Internal financial controls

The internal financial controls with reference to the Financial Statements are commensurate with the size and nature of business of the Company. The Company has appointed Internal Auditors who periodically audit the adequacy and effectiveness of the internal controls laid down by the management and suggest improvements. The Audit Committee periodically approves the audit reports, implementation of audit recommendations, if any and adequacy of internal controls.

Significant and material orders passed by the Regulators

During the year under review, no significant and material orders were passed by the Regulators or Courts or Tribunals impacting the going concern status and Company''s operations.
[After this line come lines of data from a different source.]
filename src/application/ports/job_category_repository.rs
use async_trait::async_trait;
use uuid::Uuid;

use crate::domain::jobs::job::JobCategory;

#[derive(Debug, Clone)]
pub struct NewJobCategory {
    pub name: String,
    pub description: String,
    pub staff_only: bool,
    pub always_required: bool,
}

#[derive(Debug, Clone, Default)]
pub struct JobCategoryPatch {
    pub name: Option<String>,
    pub description: Option<String>,
    pub staff_only: Option<bool>,
    pub always_required: Option<bool>,
}

#[async_trait]
pub trait JobCategoryRepository: Send + Sync {
    async fn create(&self, category: &NewJobCategory) -> anyhow::Result<JobCategory>;
    async fn get(&self, id: Uuid) -> anyhow::Result<Option<JobCategory>>;
    async fn get_many(&self, ids: &[Uuid]) -> anyhow::Result<Vec<JobCategory>>;
    async fn list(&self) -> anyhow::Result<Vec<JobCategory>>;
    /// Also copies `staff_only` / `always_required` onto the category's jobs.
    async fn update(
        &self,
        id: Uuid,
        patch: &JobCategoryPatch,
    ) -> anyhow::Result<Option<JobCategory>>;
    async fn delete(&self, id: Uuid) -> anyhow::Result<bool>;
    async fn count_jobs(&self, id: Uuid) -> anyhow::Result<i64>;
}
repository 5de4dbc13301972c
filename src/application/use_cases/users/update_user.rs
use uuid::Uuid;

use crate::application::access::{self, AuthUser};
use crate::application::errors::{ServiceError, ServiceResult};
use crate::application::ports::user_repository::{UserPatch, UserRepository};
use crate::application::services::validation::{clearable, normalize_email, require_text};
use crate::domain::users::user::{User, UserRole};

#[derive(Debug, Clone, Default)]
pub struct UpdateUserRequest {
    pub first_name: Option<String>,
    pub last_name: Option<String>,
    pub playa_name: Option<String>,
    pub phone: Option<String>,
    pub city: Option<String>,
    pub state_province: Option<String>,
    pub country: Option<String>,
    pub emergency_contact: Option<String>,
    // admin only
    pub email: Option<String>,
    pub role: Option<UserRole>,
    pub is_email_verified: Option<bool>,
    pub allow_registration: Option<bool>,
    pub allow_early_registration: Option<bool>,
    pub allow_deferred_dues_payment: Option<bool>,
    pub allow_no_job: Option<bool>,
    pub internal_notes: Option<String>,
}

impl UpdateUserRequest {
    fn touches_admin_fields(&self) -> bool {
        self.email.is_some()
            || self.role.is_some()
            || self.is_email_verified.is_some()
            || self.allow_registration.is_some()
            || self.allow_early_registration.is_some()
            || self.allow_deferred_dues_payment.is_some()
            || self.allow_no_job.is_some()
            || self.internal_notes.is_some()
    }
}

pub struct UpdateUser<'a, R: UserRepository + ?Sized> {
    pub repo: &'a R,
}

impl<'a, R: UserRepository + ?Sized> UpdateUser<'a, R> {
    pub async fn execute(
        &self,
        actor: &AuthUser,
        id: Uuid,
        req: UpdateUserRequest,
    ) -> ServiceResult<User> {
        let is_admin = actor.role.is_admin();
        if actor.id != id {
            access::require_admin(actor)?;
        }
        if !is_admin && req.touches_admin_fields() {
            return Err(ServiceError::forbidden(
                "only admins can change email, role or registration permissions",
            ));
        }
        if self.repo.find_by_id(id).await?.is_none() {
            return Err(ServiceError::not_found("User", id));
        }

        let email = match req.email.as_deref() {
            Some(raw) => {
                let email = normalize_email(raw)?;
                if let Some(other) = self.repo.find_by_email(&email).await? {
                    if other.id != id {
                        return Err(ServiceError::conflict(format!(
                            "a user with email {email} already exists"
                        )));
                    }
                }
                Some(email)
            }
            None => None,
        };
        let patch = UserPatch {
            email,
            first_name: req
                .first_name
                .as_deref()
                .map(|v| require_text("first_name", v))
                .transpose()?,
            last_name: req
                .last_name
                .as_deref()
                .map(|v| require_text("last_name", v))
                .transpose()?,
            playa_name: clearable(req.playa_name),
            phone: clearable(req.phone),
            city: clearable(req.city),
            state_province: clearable(req.state_province),
            country: clearable(req.country),
            emergency_contact: clearable(req.emergency_contact),
            role: req.role,
            is_email_verified: req.is_email_verified,
            allow_registration: req.allow_registration,
            allow_early_registration: req.allow_early_registration,
            allow_deferred_dues_payment: req.allow_deferred_dues_payment,
            allow_no_job: req.allow_no_job,
            internal_notes: clearable(req.internal_notes),
        };
        // admins editing someone else leave an audit trail written with the change
        let updated = if is_admin && actor.id != id {
            self.repo.update_user_audited(id, &patch, actor.id).await?
        } else {
            self.repo.update_user(id, &patch).await?
        };
        updated.ok_or_else(|| ServiceError::not_found("User", id))
    }
}
/// Camp-wide registration settings loaded from configuration.
#[derive(Debug, Clone)]
pub struct CampSettings {
    pub camp_name: String,
    pub registration_year: i32,
    pub registration_open: bool,
    pub early_registration_open: bool,
}

impl CampSettings {
    /// Whether a user with the given permission flags may register right now.
    pub fn registration_open_for(&self, allow_registration: bool, allow_early: bool) -> bool {
        (self.registration_open && allow_registration)
            || (self.early_registration_open && allow_early)
    }
}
Directors'' Responsibility Statement

Pursuant to the requirement of clause (c) of sub-section (3) of Section 134 of the Companies Act, 2013, your Directors confirm that:

(a) in the preparation of the annual accounts, the applicable accounting standards have been followed along with proper explanation relating to material departures;

(b) the Directors have selected such accounting policies and applied them consistently and made judgments and estimates that are reasonable and prudent so as to give a true and fair view of the state of affairs of the Company at the end of the financial year and of the profit and loss of the Company for that period;

(c) the Directors have taken proper and sufficient care for the maintenance of adequate accounting records in accordance with the provisions of this Act for safeguarding the assets of the Company and for preventing and detecting fraud and other irregularities;

(d) the Directors have prepared the annual accounts on a going concern basis;

(e) the Directors have laid down internal financial controls to be followed by the Company and that such internal financial controls are adequate and were operating effectively;

(f) the Directors have devised proper systems to ensure compliance with the provisions of all applicable laws and that such systems were adequate and operating effectively.
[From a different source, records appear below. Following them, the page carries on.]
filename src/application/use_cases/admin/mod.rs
pub mod audit;
pub mod cancel_registration;
pub mod edit_registration;
use uuid::Uuid;

use crate::application::access::{self, AuthUser};
use crate::application::errors::{ServiceError, ServiceResult};
use crate::application::ports::user_repository::UserRepository;
use crate::domain::users::user::User;

pub struct GetUser<'a, R: UserRepository + ?Sized> {
    pub repo: &'a R,
}

impl<'a, R: UserRepository + ?Sized> GetUser<'a, R> {
    pub async fn execute(&self, actor: &AuthUser, id: Uuid) -> ServiceResult<User> {
        access::require_owner_or_staff(actor, id)?;
        self.repo
            .find_by_id(id)
            .await?
            .ok_or_else(|| ServiceError::not_found("User", id))
    }
}
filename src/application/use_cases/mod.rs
pub mod admin;
pub mod auth;
pub mod camping_options;
pub mod jobs;
pub mod payments;
pub mod registrations;
pub mod users;
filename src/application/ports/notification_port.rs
use async_trait::async_trait;

use crate::application::services::notifications::Notification;

#[async_trait]
pub trait NotificationPort: Send + Sync {
    async fn send(&self, notification: &Notification) -> anyhow::Result<()>;
}
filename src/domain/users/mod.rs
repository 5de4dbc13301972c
pub mod user;
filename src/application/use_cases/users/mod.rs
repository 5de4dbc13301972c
pub mod create_user;
pub mod delete_user;
pub mod get_user;
pub mod list_users;
pub mod update_user;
Management Discussion and Analysis

Management Discussion and Analysis of the financial conditions and result of operations of the Company for the period under review as required under Regulation 34(2)(e) of SEBI (Listing Obligations and Disclosure Requirements) Regulations, 2015 is given in a separate statement in the Annual Report as Annexure I.

Corporate Governance

A separate report on Corporate Governance is set out in Annexure II.

Meetings of the Board and its Committees

The details of the Board meetings and various Committee meetings have been mentioned in the Report of Corporate Governance annexed as Annexure II.

Extract of Annual Return

Pursuant to Section 92(3) of the Companies Act, 2013 and Rule 12(1) of the Companies (Management and Administration) Rules, 2014, an extract of the annual return in the form of MGT-9 is annexed as Annexure III.

Report of the Statutory Auditors and Notes to Financial Statements

At the 70th Annual General Meeting held on 10th August, 2017, the members had appointed M/s. Desai Saksena & Associates, Chartered Accountants as Statutory Auditors of the Company from the conclusion of the 70th Annual General Meeting till the conclusion of the 75th Annual General Meeting. As per the Companies (Amendment) Act, 2017, enforced on 7th May, 2018 by the Ministry of Corporate Affairs, the appointment of Statutory Auditors is not required to be ratified at every Annual General Meeting.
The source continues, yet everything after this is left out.